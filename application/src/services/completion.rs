//! Completion service
//!
//! Uniform `complete(prompt, options)` over one [`CompletionBackend`] with:
//!
//! - a wall-clock timeout per backend request,
//! - exponential backoff for retryable errors,
//! - no retries for terminal errors (auth, bad request),
//! - a quota latch: the first rate-limit/quota error disables the service for
//!   the rest of the run so callers switch to non-completion behavior.
//!
//! The service never parses structured output; callers run
//! [`taskpilot_domain::structured`] on the response.

use crate::config::RetryPolicy;
use crate::ports::completion_backend::{BackendError, CompletionBackend, ErrorClass};
use std::sync::Arc;
use std::sync::atomic::{AtomicBool, Ordering};
use taskpilot_domain::action::error_kind;
use taskpilot_domain::{CompletionOptions, CompletionResponse};
use thiserror::Error;
use tracing::{debug, warn};

#[derive(Error, Debug, Clone, PartialEq, Eq)]
pub enum CompletionError {
    #[error("Completion failed after {attempts} attempt(s): {source}")]
    Backend {
        #[source]
        source: BackendError,
        attempts: u32,
    },

    #[error("Completion service disabled after quota exhaustion")]
    Disabled,
}

impl CompletionError {
    /// Quota errors and calls made after the latch was set
    pub fn is_quota_exhausted(&self) -> bool {
        match self {
            CompletionError::Disabled => true,
            CompletionError::Backend { source, .. } => {
                source.classification() == ErrorClass::QuotaExhausted
            }
        }
    }

    /// Tag used on failed action results
    pub fn error_kind(&self) -> &'static str {
        if self.is_quota_exhausted() {
            error_kind::QUOTA_EXHAUSTED
        } else {
            error_kind::COMPLETION_FAILED
        }
    }

    pub fn attempts(&self) -> u32 {
        match self {
            CompletionError::Backend { attempts, .. } => *attempts,
            CompletionError::Disabled => 0,
        }
    }
}

/// Resilient front for a completion backend; safe for concurrent use.
pub struct CompletionService {
    backend: Arc<dyn CompletionBackend>,
    policy: RetryPolicy,
    defaults: CompletionOptions,
    quota_exhausted: AtomicBool,
}

impl CompletionService {
    pub fn new(backend: Arc<dyn CompletionBackend>, policy: RetryPolicy) -> Self {
        Self {
            backend,
            policy,
            defaults: CompletionOptions::default(),
            quota_exhausted: AtomicBool::new(false),
        }
    }

    /// Options applied when a request leaves a field unset
    pub fn with_defaults(mut self, defaults: CompletionOptions) -> Self {
        self.defaults = defaults;
        self
    }

    pub fn backend_name(&self) -> &str {
        self.backend.name()
    }

    /// False once a quota/rate-limit error has been seen
    pub fn is_available(&self) -> bool {
        !self.quota_exhausted.load(Ordering::SeqCst)
    }

    fn merged(&self, options: &CompletionOptions) -> CompletionOptions {
        CompletionOptions {
            model: options.model.clone().or_else(|| self.defaults.model.clone()),
            max_tokens: options.max_tokens.or(self.defaults.max_tokens),
            temperature: options.temperature.or(self.defaults.temperature),
            top_p: options.top_p.or(self.defaults.top_p),
            stop: if options.stop.is_empty() {
                self.defaults.stop.clone()
            } else {
                options.stop.clone()
            },
            response_format: options.response_format,
            system_prompt: options
                .system_prompt
                .clone()
                .or_else(|| self.defaults.system_prompt.clone()),
        }
    }

    async fn attempt(
        &self,
        prompt: &str,
        options: &CompletionOptions,
    ) -> Result<CompletionResponse, BackendError> {
        match tokio::time::timeout(
            self.policy.request_timeout,
            self.backend.complete(prompt, options),
        )
        .await
        {
            Ok(result) => result,
            Err(_) => Err(BackendError::Timeout),
        }
    }

    /// Send `prompt`, retrying transient failures.
    pub async fn complete(
        &self,
        prompt: &str,
        options: &CompletionOptions,
    ) -> Result<CompletionResponse, CompletionError> {
        if !self.is_available() {
            return Err(CompletionError::Disabled);
        }

        let options = self.merged(options);
        let mut attempt: u32 = 0;
        loop {
            match self.attempt(prompt, &options).await {
                Ok(response) => {
                    debug!(
                        backend = self.backend.name(),
                        attempt = attempt + 1,
                        "Completion succeeded"
                    );
                    return Ok(response);
                }
                Err(err) => {
                    let attempts = attempt + 1;
                    match err.classification() {
                        ErrorClass::QuotaExhausted => {
                            warn!(
                                backend = self.backend.name(),
                                error = %err,
                                "Quota exhausted; disabling completions for this run"
                            );
                            self.quota_exhausted.store(true, Ordering::SeqCst);
                            return Err(CompletionError::Backend {
                                source: err,
                                attempts,
                            });
                        }
                        ErrorClass::Terminal => {
                            warn!(backend = self.backend.name(), error = %err, "Terminal completion error");
                            return Err(CompletionError::Backend {
                                source: err,
                                attempts,
                            });
                        }
                        ErrorClass::Retryable if attempt < self.policy.max_retries => {
                            let delay = self.policy.delay_for(attempt);
                            warn!(
                                backend = self.backend.name(),
                                attempt = attempts,
                                max_retries = self.policy.max_retries,
                                delay_ms = delay.as_millis() as u64,
                                error = %err,
                                "Completion failed, retrying"
                            );
                            tokio::time::sleep(delay).await;
                            attempt += 1;
                        }
                        ErrorClass::Retryable => {
                            return Err(CompletionError::Backend {
                                source: err,
                                attempts,
                            });
                        }
                    }
                }
            }
        }
    }

    /// Text-only convenience
    pub async fn complete_text(
        &self,
        prompt: &str,
        options: &CompletionOptions,
    ) -> Result<String, CompletionError> {
        Ok(self.complete(prompt, options).await?.into_text())
    }

    /// Same as [`complete`](Self::complete) with the JSON hint set.
    pub async fn complete_structured(
        &self,
        prompt: &str,
        options: &CompletionOptions,
    ) -> Result<CompletionResponse, CompletionError> {
        let options = options.clone().json();
        self.complete(prompt, &options).await
    }
}

#[cfg(test)]
pub(crate) mod tests {
    use super::*;
    use async_trait::async_trait;
    use std::collections::VecDeque;
    use std::sync::Mutex;
    use std::time::Duration;

    /// Backend that pops scripted results in order and records prompts
    pub(crate) struct ScriptedBackend {
        responses: Mutex<VecDeque<Result<CompletionResponse, BackendError>>>,
        pub(crate) prompts: Mutex<Vec<String>>,
        pub(crate) options: Mutex<Vec<CompletionOptions>>,
    }

    impl ScriptedBackend {
        pub(crate) fn new(responses: Vec<Result<CompletionResponse, BackendError>>) -> Self {
            Self {
                responses: Mutex::new(responses.into()),
                prompts: Mutex::new(Vec::new()),
                options: Mutex::new(Vec::new()),
            }
        }

        /// Backend answering each prompt with the given texts in order
        pub(crate) fn texts(texts: &[&str]) -> Self {
            Self::new(
                texts
                    .iter()
                    .map(|t| Ok(CompletionResponse::Raw(t.to_string())))
                    .collect(),
            )
        }

        pub(crate) fn calls(&self) -> usize {
            self.prompts.lock().unwrap().len()
        }
    }

    #[async_trait]
    impl CompletionBackend for ScriptedBackend {
        fn name(&self) -> &str {
            "scripted"
        }

        async fn complete(
            &self,
            prompt: &str,
            options: &CompletionOptions,
        ) -> Result<CompletionResponse, BackendError> {
            self.prompts.lock().unwrap().push(prompt.to_string());
            self.options.lock().unwrap().push(options.clone());
            self.responses
                .lock()
                .unwrap()
                .pop_front()
                .unwrap_or_else(|| Ok(CompletionResponse::Raw("(no more responses)".to_string())))
        }
    }

    /// Never answers within any reasonable timeout
    struct HangingBackend;

    #[async_trait]
    impl CompletionBackend for HangingBackend {
        fn name(&self) -> &str {
            "hanging"
        }

        async fn complete(
            &self,
            _prompt: &str,
            _options: &CompletionOptions,
        ) -> Result<CompletionResponse, BackendError> {
            tokio::time::sleep(Duration::from_secs(3600)).await;
            Ok(CompletionResponse::Raw(String::new()))
        }
    }

    pub(crate) fn fast_policy(max_retries: u32) -> RetryPolicy {
        RetryPolicy::new(max_retries, Duration::from_millis(1))
    }

    #[tokio::test]
    async fn test_transient_errors_are_retried_until_success() {
        let backend = Arc::new(ScriptedBackend::new(vec![
            Err(BackendError::Timeout),
            Err(BackendError::Server {
                status: 503,
                message: "busy".into(),
            }),
            Ok(CompletionResponse::Raw("done".into())),
        ]));
        let service = CompletionService::new(backend.clone(), fast_policy(3));

        let text = service
            .complete_text("hi", &CompletionOptions::default())
            .await
            .unwrap();
        assert_eq!(text, "done");
        assert_eq!(backend.calls(), 3);
    }

    #[tokio::test]
    async fn test_retry_count_is_bounded() {
        let backend = Arc::new(ScriptedBackend::new(
            (0..10).map(|_| Err(BackendError::Transport("reset".into()))).collect(),
        ));
        let service = CompletionService::new(backend.clone(), fast_policy(2));

        let err = service
            .complete("hi", &CompletionOptions::default())
            .await
            .unwrap_err();
        assert_eq!(err.attempts(), 3);
        assert_eq!(backend.calls(), 3);
        assert!(service.is_available());
    }

    #[tokio::test]
    async fn test_terminal_error_is_not_retried() {
        let backend = Arc::new(ScriptedBackend::new(vec![Err(BackendError::Authentication(
            "invalid api key".into(),
        ))]));
        let service = CompletionService::new(backend.clone(), fast_policy(3));

        let err = service
            .complete("hi", &CompletionOptions::default())
            .await
            .unwrap_err();
        assert_eq!(backend.calls(), 1);
        assert!(err.to_string().contains("invalid api key"));
        assert!(!err.is_quota_exhausted());
    }

    #[tokio::test]
    async fn test_quota_error_latches_service() {
        let backend = Arc::new(ScriptedBackend::new(vec![
            Err(BackendError::QuotaExceeded("insufficient_quota".into())),
            Ok(CompletionResponse::Raw("never reached".into())),
        ]));
        let service = CompletionService::new(backend.clone(), fast_policy(3));

        let err = service
            .complete("hi", &CompletionOptions::default())
            .await
            .unwrap_err();
        assert!(err.is_quota_exhausted());
        assert_eq!(err.error_kind(), error_kind::QUOTA_EXHAUSTED);
        assert_eq!(backend.calls(), 1);
        assert!(!service.is_available());

        let err = service
            .complete("again", &CompletionOptions::default())
            .await
            .unwrap_err();
        assert_eq!(err, CompletionError::Disabled);
        assert_eq!(backend.calls(), 1);
    }

    #[tokio::test]
    async fn test_request_timeout_counts_as_retryable() {
        let service = CompletionService::new(
            Arc::new(HangingBackend),
            fast_policy(1).with_request_timeout(Duration::from_millis(20)),
        );
        let err = service
            .complete("hi", &CompletionOptions::default())
            .await
            .unwrap_err();
        assert!(matches!(
            err,
            CompletionError::Backend {
                source: BackendError::Timeout,
                attempts: 2
            }
        ));
    }

    #[tokio::test]
    async fn test_defaults_fill_unset_options() {
        let backend = Arc::new(ScriptedBackend::texts(&["ok"]));
        let service = CompletionService::new(backend.clone(), fast_policy(0)).with_defaults(
            CompletionOptions::default()
                .with_model("default-model")
                .with_max_tokens(100),
        );

        service
            .complete_structured("hi", &CompletionOptions::default().with_max_tokens(5))
            .await
            .unwrap();
        let sent = backend.options.lock().unwrap()[0].clone();
        assert_eq!(sent.model.as_deref(), Some("default-model"));
        assert_eq!(sent.max_tokens, Some(5));
        assert!(sent.wants_json());
    }
}
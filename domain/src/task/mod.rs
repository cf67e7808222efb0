//! Task domain module
//!
//! A [`Task`] is the unit of work a caller submits. Its description is fixed
//! at submission; only the status moves, and only forward.

use crate::core::error::DomainError;
use crate::core::ids::TaskId;
use chrono::{DateTime, Utc};
use serde::{Deserialize, Serialize};

/// Lifecycle status of a task
#[derive(Debug, Clone, Copy, PartialEq, Eq, Hash, Serialize, Deserialize, Default)]
#[serde(rename_all = "snake_case")]
pub enum TaskStatus {
    /// Submitted, loop not started yet
    #[default]
    Idle,
    /// The agent loop is running cycles for this task
    Active,
    /// The plan finished and a final report was produced
    Completed,
    /// The loop gave up (failure credits, iteration cap, stall)
    Failed,
}

impl TaskStatus {
    pub fn as_str(&self) -> &str {
        match self {
            TaskStatus::Idle => "idle",
            TaskStatus::Active => "active",
            TaskStatus::Completed => "completed",
            TaskStatus::Failed => "failed",
        }
    }

    pub fn is_terminal(&self) -> bool {
        matches!(self, TaskStatus::Completed | TaskStatus::Failed)
    }
}

impl std::fmt::Display for TaskStatus {
    fn fmt(&self, f: &mut std::fmt::Formatter<'_>) -> std::fmt::Result {
        write!(f, "{}", self.as_str())
    }
}

/// A unit of work submitted by a caller
#[derive(Debug, Clone, Serialize, Deserialize)]
pub struct Task {
    pub id: TaskId,
    description: String,
    /// Optional extra requirements supplied alongside the description
    pub requirements: Vec<String>,
    pub status: TaskStatus,
    /// Last error attached when the task failed
    pub error: Option<String>,
    pub created_at: DateTime<Utc>,
    pub updated_at: DateTime<Utc>,
}

impl Task {
    pub fn new(description: impl Into<String>) -> Self {
        let now = Utc::now();
        Self {
            id: TaskId::generate(),
            description: description.into(),
            requirements: Vec::new(),
            status: TaskStatus::Idle,
            error: None,
            created_at: now,
            updated_at: now,
        }
    }

    pub fn with_id(mut self, id: impl Into<TaskId>) -> Self {
        self.id = id.into();
        self
    }

    pub fn with_requirement(mut self, requirement: impl Into<String>) -> Self {
        self.requirements.push(requirement.into());
        self
    }

    pub fn with_requirements(mut self, requirements: impl IntoIterator<Item = String>) -> Self {
        self.requirements.extend(requirements);
        self
    }

    /// The immutable natural-language description
    pub fn description(&self) -> &str {
        &self.description
    }

    /// idle → active
    pub fn activate(&mut self) -> Result<(), DomainError> {
        self.transition(TaskStatus::Idle, TaskStatus::Active)
    }

    /// active → completed
    pub fn complete(&mut self) -> Result<(), DomainError> {
        self.transition(TaskStatus::Active, TaskStatus::Completed)
    }

    /// idle|active → failed, attaching the last error
    pub fn fail(&mut self, error: impl Into<String>) -> Result<(), DomainError> {
        if self.status.is_terminal() {
            return Err(DomainError::transition("task", self.status, TaskStatus::Failed));
        }
        self.status = TaskStatus::Failed;
        self.error = Some(error.into());
        self.updated_at = Utc::now();
        Ok(())
    }

    fn transition(&mut self, from: TaskStatus, to: TaskStatus) -> Result<(), DomainError> {
        if self.status != from {
            return Err(DomainError::transition("task", self.status, to));
        }
        self.status = to;
        self.updated_at = Utc::now();
        Ok(())
    }

    /// Description plus requirements, formatted for prompts.
    pub fn to_prompt_context(&self) -> String {
        if self.requirements.is_empty() {
            return self.description.clone();
        }
        format!(
            "{}\n\nRequirements:\n- {}",
            self.description,
            self.requirements.join("\n- ")
        )
    }
}

#[cfg(test)]
mod tests {
    use super::*;

    #[test]
    fn test_task_lifecycle() {
        let mut task = Task::new("Build a todo app").with_requirement("Use SQLite");
        assert_eq!(task.status, TaskStatus::Idle);

        task.activate().unwrap();
        assert_eq!(task.status, TaskStatus::Active);

        task.complete().unwrap();
        assert!(task.status.is_terminal());
    }

    #[test]
    fn test_task_cannot_complete_from_idle() {
        let mut task = Task::new("x");
        assert!(task.complete().is_err());
        assert_eq!(task.status, TaskStatus::Idle);
    }

    #[test]
    fn test_task_fail_records_error() {
        let mut task = Task::new("x");
        task.activate().unwrap();
        task.fail("iteration cap reached").unwrap();
        assert_eq!(task.status, TaskStatus::Failed);
        assert_eq!(task.error.as_deref(), Some("iteration cap reached"));
        assert!(task.fail("again").is_err());
    }

    #[test]
    fn test_prompt_context_includes_requirements() {
        let task = Task::new("Build API").with_requirement("REST").with_requirement("JSON");
        let ctx = task.to_prompt_context();
        assert!(ctx.starts_with("Build API"));
        assert!(ctx.contains("- REST"));
        assert!(ctx.contains("- JSON"));
    }
}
-.-.-
(PROBLEM REQUIREMENTS)
Reproduce the entries exactly, starting at their first line and stopping after the line with "pub fn error_kind(&self)".

(RESULT OF THIS EXERCISE)
filename application/src/services/completion.rs
//! Completion service
//!
//! Uniform `complete(prompt, options)` over one [`CompletionBackend`] with:
//!
//! - a wall-clock timeout per backend request,
//! - exponential backoff for retryable errors,
//! - no retries for terminal errors (auth, bad request),
//! - a quota latch: the first rate-limit/quota error disables the service for
//!   the rest of the run so callers switch to non-completion behavior.
//!
//! The service never parses structured output; callers run
//! [`taskpilot_domain::structured`] on the response.

use crate::config::RetryPolicy;
use crate::ports::completion_backend::{BackendError, CompletionBackend, ErrorClass};
use std::sync::Arc;
use std::sync::atomic::{AtomicBool, Ordering};
use taskpilot_domain::action::error_kind;
use taskpilot_domain::{CompletionOptions, CompletionResponse};
use thiserror::Error;
use tracing::{debug, warn};

#[derive(Error, Debug, Clone, PartialEq, Eq)]
pub enum CompletionError {
    #[error("Completion failed after {attempts} attempt(s): {source}")]
    Backend {
        #[source]
        source: BackendError,
        attempts: u32,
    },

    #[error("Completion service disabled after quota exhaustion")]
    Disabled,
}

impl CompletionError {
    /// Quota errors and calls made after the latch was set
    pub fn is_quota_exhausted(&self) -> bool {
        match self {
            CompletionError::Disabled => true,
            CompletionError::Backend { source, .. } => {
                source.classification() == ErrorClass::QuotaExhausted
            }
        }
    }

    /// Tag used on failed action results
    pub fn error_kind(&self) -> &'static str {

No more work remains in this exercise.